Anonymous
Post 12/07/2015 14:04     Subject: In Laws invite DH's ex wife and child on holidays we don't have the child

I feel, ugh, reading your post OP. Marriage is not a zero-sum game. If other people love and include your DH or his kids in things, it is not a statement about you. Just because the kids got a piece of pie doesn't mean you have to feel angry because you didn't get the whole pie yourself. Anyway, a healthy family doesn't view love like a piece of pie. It's not an exhaustible product. You don't have to fight to get all of it.

My ex's new wife is doing the same thing you are -- trying to ensure that she is present at all times when they are with him or his side of the family and trying to prevent them from having their own relationship with his family without her intercession (and thus, control). They see right thru her. They are nice to her face, but they realize that she is the one that has begun to limit their time with him and his family. Of course, he is their Dad, so they don't want to consciously acknowledge his role in this.
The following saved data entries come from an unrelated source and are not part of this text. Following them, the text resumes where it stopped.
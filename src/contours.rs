//! Contour set builder.

use glam::IVec2;
use tracing::warn;

use crate::{
    math::{dir_offset_x, dir_offset_z, dist_sq_xz, rotate_ccw, rotate_cw, segments_intersect_xz},
    open_heightfield::OpenHeightfield,
    region::RegionId,
};

/// One vertex of a raw or simplified contour: voxel-space position plus the
/// region id that lies on the outward side of the edge leaving this vertex.
#[derive(Debug, Clone, Copy, PartialEq, Eq)]
#[cfg_attr(feature = "serialize", derive(serde::Serialize, serde::Deserialize))]
pub struct ContourVertex {
    /// Voxel-space x.
    pub x: i32,
    /// Voxel-space height.
    pub y: i32,
    /// Voxel-space z.
    pub z: i32,
    /// The region on the outward side of the edge leaving this vertex.
    pub region: RegionId,
}

impl ContourVertex {
    fn xz(self) -> IVec2 {
        IVec2::new(self.x, self.z)
    }
}

/// The traced boundary of a single region (or one of its holes).
#[derive(Debug, Clone)]
pub struct Contour {
    /// The region this contour bounds.
    pub region: RegionId,
    /// Simplified, clockwise vertex loop.
    pub vertices: Vec<ContourVertex>,
    /// The unsimplified source trace, kept for detail-mesh height sampling.
    pub raw: Vec<ContourVertex>,
}

/// Every contour traced from one [`OpenHeightfield`]'s regions.
#[derive(Debug, Clone, Default)]
pub struct ContourSet {
    /// One entry per traced contour. A region that encloses a hole produces
    /// more than one contour.
    pub contours: Vec<Contour>,
}

impl OpenHeightfield {
    /// Traces and simplifies the contour of every region boundary.
    /// `max_deviation` bounds the null-region Douglas-Peucker fit (world
    /// units; `0.0` disables it); `max_edge_length` bounds null-region edge
    /// subdivision (voxels; `0` disables it).
    pub fn build_contours(&self, max_deviation: f32, max_edge_length: u16) -> ContourSet {
        let columns = self.column_coords();
        let n = self.spans.len();
        let mut flags = vec![0u8; n];

        for z in 0..self.field.depth {
            for x in 0..self.field.width {
                for i in self.cell_at(x, z).range() {
                    if self.spans[i].region.is_null() {
                        continue;
                    }
                    let mut f = 0u8;
                    for dir in 0..4u8 {
                        let same_region = match self.neighbor_index(i, x, z, dir) {
                            Some(ni) => self.spans[ni].region == self.spans[i].region,
                            None => false,
                        };
                        if !same_region {
                            f |= 1 << dir;
                        }
                    }
                    flags[i] = if f == 0xF {
                        warn!(span = i, "discarding single-span island during contour tracing");
                        0
                    } else {
                        f
                    };
                }
            }
        }

        let mut contours = Vec::new();
        for z in 0..self.field.depth {
            for x in 0..self.field.width {
                for i in self.cell_at(x, z).range() {
                    if flags[i] == 0 {
                        continue;
                    }
                    let region = self.spans[i].region;
                    let raw = self.walk_raw_contour(i, x, z, &mut flags, &columns);
                    if raw.len() < 2 {
                        continue;
                    }
                    let Some(vertices) = simplify_contour(&raw, max_deviation, max_edge_length) else {
                        warn!(?region, "discarding degenerate contour with fewer than 3 vertices");
                        continue;
                    };
                    contours.push(Contour { region, vertices, raw });
                }
            }
        }
        ContourSet { contours }
    }

    fn walk_raw_contour(
        &self,
        start: usize,
        start_x: u16,
        start_z: u16,
        flags: &mut [u8],
        columns: &[(u16, u16)],
    ) -> Vec<ContourVertex> {
        let mut dir = 0u8;
        while flags[start] & (1 << dir) == 0 {
            dir = rotate_cw(dir);
        }
        let start_dir = dir;
        let (mut i, mut x, mut z) = (start, start_x, start_z);
        let mut out = Vec::new();

        let mut iter = 0u32;
        loop {
            if flags[i] & (1 << dir) != 0 {
                let (cx, cz) = corner_offset(dir, x, z);
                let cy = self.corner_height(i, x, z, dir);
                let neighbor_region = match self.neighbor_index(i, x, z, dir) {
                    Some(ni) => self.spans[ni].region,
                    None => RegionId::NULL,
                };
                out.push(ContourVertex {
                    x: cx,
                    y: cy,
                    z: cz,
                    region: neighbor_region,
                });
                flags[i] &= !(1 << dir);
                dir = rotate_cw(dir);
            } else {
                let ni = self
                    .neighbor_index(i, x, z, dir)
                    .expect("a clear boundary bit implies a same-region neighbor link");
                let (nx, nz) = columns[ni];
                i = ni;
                x = nx;
                z = nz;
                dir = rotate_ccw(dir);
            }

            iter += 1;
            if iter > 65_535 {
                break;
            }
            if i == start && dir == start_dir {
                break;
            }
        }
        out
    }

    /// The corner height for the vertex facing `dir` from span `i`: the
    /// highest floor among this span, its axis neighbor in `dir`, its axis
    /// neighbor in `dir`'s clockwise partner, and whichever diagonal can be
    /// reached through either of those two (the "both orderings" fallback
    /// for when only one of the two axis links exists).
    fn corner_height(&self, i: usize, x: u16, z: u16, dir: u8) -> i32 {
        let mut h = self.spans[i].floor as i32;
        let dirp = rotate_cw(dir);

        if let Some(ai) = self.neighbor_index(i, x, z, dir) {
            h = h.max(self.spans[ai].floor as i32);
            let ax = (x as i32 + dir_offset_x(dir)) as u16;
            let az = (z as i32 + dir_offset_z(dir)) as u16;
            if let Some(di) = self.neighbor_index(ai, ax, az, dirp) {
                h = h.max(self.spans[di].floor as i32);
            }
        }
        if let Some(bi) = self.neighbor_index(i, x, z, dirp) {
            h = h.max(self.spans[bi].floor as i32);
            let bx = (x as i32 + dir_offset_x(dirp)) as u16;
            let bz = (z as i32 + dir_offset_z(dirp)) as u16;
            if let Some(di) = self.neighbor_index(bi, bx, bz, dir) {
                h = h.max(self.spans[di].floor as i32);
            }
        }
        h
    }
}

/// The clockwise-forward corner of column `(x, z)` facing `dir`.
fn corner_offset(dir: u8, x: u16, z: u16) -> (i32, i32) {
    let (x, z) = (x as i32, z as i32);
    match dir & 0x3 {
        0 => (x, z + 1),
        1 => (x + 1, z + 1),
        2 => (x + 1, z),
        _ => (x, z),
    }
}

/// Perpendicular distance squared (world-ish, f32) from `p` to the line
/// through `a` and `b`, projected onto xz.
fn perp_dist_sq_xz(p: ContourVertex, a: ContourVertex, b: ContourVertex) -> f32 {
    let (ax, az) = (a.x as f32, a.z as f32);
    let (bx, bz) = (b.x as f32, b.z as f32);
    let (px, pz) = (p.x as f32, p.z as f32);
    let dx = bx - ax;
    let dz = bz - az;
    let len_sq = dx * dx + dz * dz;
    if len_sq < f32::EPSILON {
        return (px - ax) * (px - ax) + (pz - az) * (pz - az);
    }
    let cross = dx * (pz - az) - dz * (px - ax);
    (cross * cross) / len_sq
}

fn seed_portals(raw: &[ContourVertex]) -> Vec<usize> {
    let n = raw.len();
    let mut portals = Vec::new();
    for i in 0..n {
        let prev = (i + n - 1) % n;
        if raw[i].region != raw[prev].region {
            portals.push(i);
        }
    }
    if portals.is_empty() {
        let lowest = (0..n).min_by_key(|&i| (raw[i].x, raw[i].z)).unwrap_or(0);
        let highest = (0..n).max_by_key(|&i| (raw[i].x, raw[i].z)).unwrap_or(0);
        portals = if lowest == highest { vec![lowest] } else { vec![lowest, highest] };
        portals.sort_unstable();
    }
    portals
}

fn apply_deviation_fit(raw: &[ContourVertex], simplified: &mut Vec<usize>, max_dev_sq: f32) {
    let n = raw.len();
    if n < 2 {
        return;
    }
    let mut i = 0;
    while i < simplified.len() {
        let a = simplified[i];
        let b = simplified[(i + 1) % simplified.len()];
        if !raw[a].region.is_null() || a == b {
            i += 1;
            continue;
        }
        let mut best_idx = None;
        let mut best_dist = 0.0f32;
        let mut k = (a + 1) % n;
        while k != b {
            let d = perp_dist_sq_xz(raw[k], raw[a], raw[b]);
            if d > best_dist {
                best_dist = d;
                best_idx = Some(k);
            }
            k = (k + 1) % n;
        }
        if let Some(idx) = best_idx {
            if best_dist > max_dev_sq {
                simplified.insert(i + 1, idx);
                continue;
            }
        }
        i += 1;
    }
}

fn apply_max_edge(raw: &[ContourVertex], simplified: &mut Vec<usize>, max_len_sq: i64) {
    let n = raw.len();
    if n < 2 {
        return;
    }
    let mut i = 0;
    while i < simplified.len() {
        let a = simplified[i];
        let b = simplified[(i + 1) % simplified.len()];
        if !raw[a].region.is_null() || a == b {
            i += 1;
            continue;
        }
        if dist_sq_xz(raw[a].xz(), raw[b].xz()) > max_len_sq {
            let steps = if b > a { b - a } else { n - a + b };
            let mid = (a + steps / 2) % n;
            if mid != a && mid != b {
                simplified.insert(i + 1, mid);
                continue;
            }
        }
        i += 1;
    }
}

fn remove_vertical_segments(raw: &[ContourVertex], simplified: &mut Vec<usize>) {
    let mut changed = true;
    while changed && simplified.len() > 1 {
        changed = false;
        let mut i = 0;
        while i < simplified.len() && simplified.len() > 1 {
            let j = (i + 1) % simplified.len();
            let (a, b) = (simplified[i], simplified[j]);
            if raw[a].x == raw[b].x && raw[a].z == raw[b].z {
                simplified.remove(j);
                changed = true;
            } else {
                i += 1;
            }
        }
    }
}

fn remove_intersecting_null_segments(raw: &[ContourVertex], simplified: &mut Vec<usize>) {
    let mut guard = 0;
    loop {
        guard += 1;
        if guard > 1000 || simplified.len() < 4 {
            return;
        }
        let m = simplified.len();
        let mut offender = None;
        'search: for i in 0..m {
            let (a1, b1) = (simplified[i], simplified[(i + 1) % m]);
            if raw[a1].region.is_null() {
                continue;
            }
            for j in 0..m {
                if j == i {
                    continue;
                }
                let (a2, b2) = (simplified[j], simplified[(j + 1) % m]);
                if !raw[a2].region.is_null() {
                    continue;
                }
                if a2 == a1 || a2 == b1 || b2 == a1 || b2 == b1 {
                    continue;
                }
                if segments_intersect_xz(raw[a1].xz(), raw[b1].xz(), raw[a2].xz(), raw[b2].xz()) {
                    offender = Some(j);
                    break 'search;
                }
            }
        }
        match offender {
            Some(j) => {
                warn!("deleting null-region contour segment that crosses a non-null portal");
                simplified.remove(j);
            }
            None => return,
        }
    }
}

/// Builds the simplified vertex loop from `raw`, or `None` if the contour
/// cannot be recovered to at least 3 vertices.
fn simplify_contour(raw: &[ContourVertex], max_deviation: f32, max_edge_length: u16) -> Option<Vec<ContourVertex>> {
    let mut simplified = seed_portals(raw);

    if max_deviation > 0.0 {
        apply_deviation_fit(raw, &mut simplified, max_deviation * max_deviation);
    }
    if max_edge_length > 0 {
        apply_max_edge(raw, &mut simplified, (max_edge_length as i64) * (max_edge_length as i64));
    }
    remove_vertical_segments(raw, &mut simplified);
    remove_intersecting_null_segments(raw, &mut simplified);

    if simplified.len() < 3 {
        simplified = recover_short_contour(raw, simplified)?;
    }

    let n = raw.len();
    Some(
        simplified
            .into_iter()
            .map(|idx| {
                let mut v = raw[idx];
                v.region = raw[(idx + 1) % n].region;
                v
            })
            .collect(),
    )
}

fn recover_short_contour(raw: &[ContourVertex], mut simplified: Vec<usize>) -> Option<Vec<usize>> {
    let n = raw.len();
    if simplified.len() != 2 || n < 3 {
        return None;
    }
    let (a, b) = (simplified[0], simplified[1]);
    let mut best_idx = None;
    let mut best_dist = -1.0f32;
    let mut k = (a + 1) % n;
    while k != b {
        let d = perp_dist_sq_xz(raw[k], raw[a], raw[b]);
        if d > best_dist {
            best_dist = d;
            best_idx = Some(k);
        }
        k = (k + 1) % n;
    }
    let idx = best_idx?;
    simplified.insert(1, idx);
    Some(simplified)
}

#[cfg(test)]
mod tests {
    use super::*;
    use crate::{heightfield::HeightfieldBuilder, math::Aabb3d, span::SpanFlags};
    use glam::Vec3A;

    fn single_region_field(size: u16) -> OpenHeightfield {
        let mut hf = HeightfieldBuilder {
            aabb: Aabb3d::new(Vec3A::ZERO, Vec3A::new(size as f32, 10.0, size as f32)),
            cell_size: 1.0,
            cell_height: 1.0,
        }
        .build()
        .unwrap();
        for z in 0..size {
            for x in 0..size {
                hf.add_span(x, z, 0, 2, SpanFlags::WALKABLE).unwrap();
            }
        }
        let mut open = OpenHeightfield::from_solid_heightfield(&hf, 2, 1).unwrap();
        open.build_distance_field();
        open.build_regions(0, 0, true);
        open.filter_and_merge_regions(0, 0);
        open
    }

    #[test]
    fn flat_square_produces_a_single_closed_contour() {
        let open = single_region_field(6);
        let set = open.build_contours(1.3, 12);
        assert_eq!(set.contours.len(), 1);
        assert!(set.contours[0].vertices.len() >= 4);
    }

    #[test]
    fn contour_vertices_form_a_closed_clockwise_ring_within_field_bounds() {
        let open = single_region_field(6);
        let set = open.build_contours(1.3, 12);
        let contour = &set.contours[0];
        for v in &contour.vertices {
            assert!(v.x >= 0 && v.x as u16 <= 6);
            assert!(v.z >= 0 && v.z as u16 <= 6);
        }
    }
}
Although, it is clear that the older child understands that he is accepting this and thinks that it is OK. Sadly, the ex-wife just comes out looking like the evil one.



Anonymous
Post 12/07/2015 12:41     Subject: In Laws invite DH's ex wife and child on holidays we don't have the child

Anonymous wrote:
Anonymous wrote:
Anonymous wrote:
Anonymous wrote:OP here - they were married for 1 year after daughter was born and then divorced. We got married 6 years later and have 2 kids. She has been very difficult demanding and limits access and everyone has been aware of this. Mil goes above and beyond for her and daughter.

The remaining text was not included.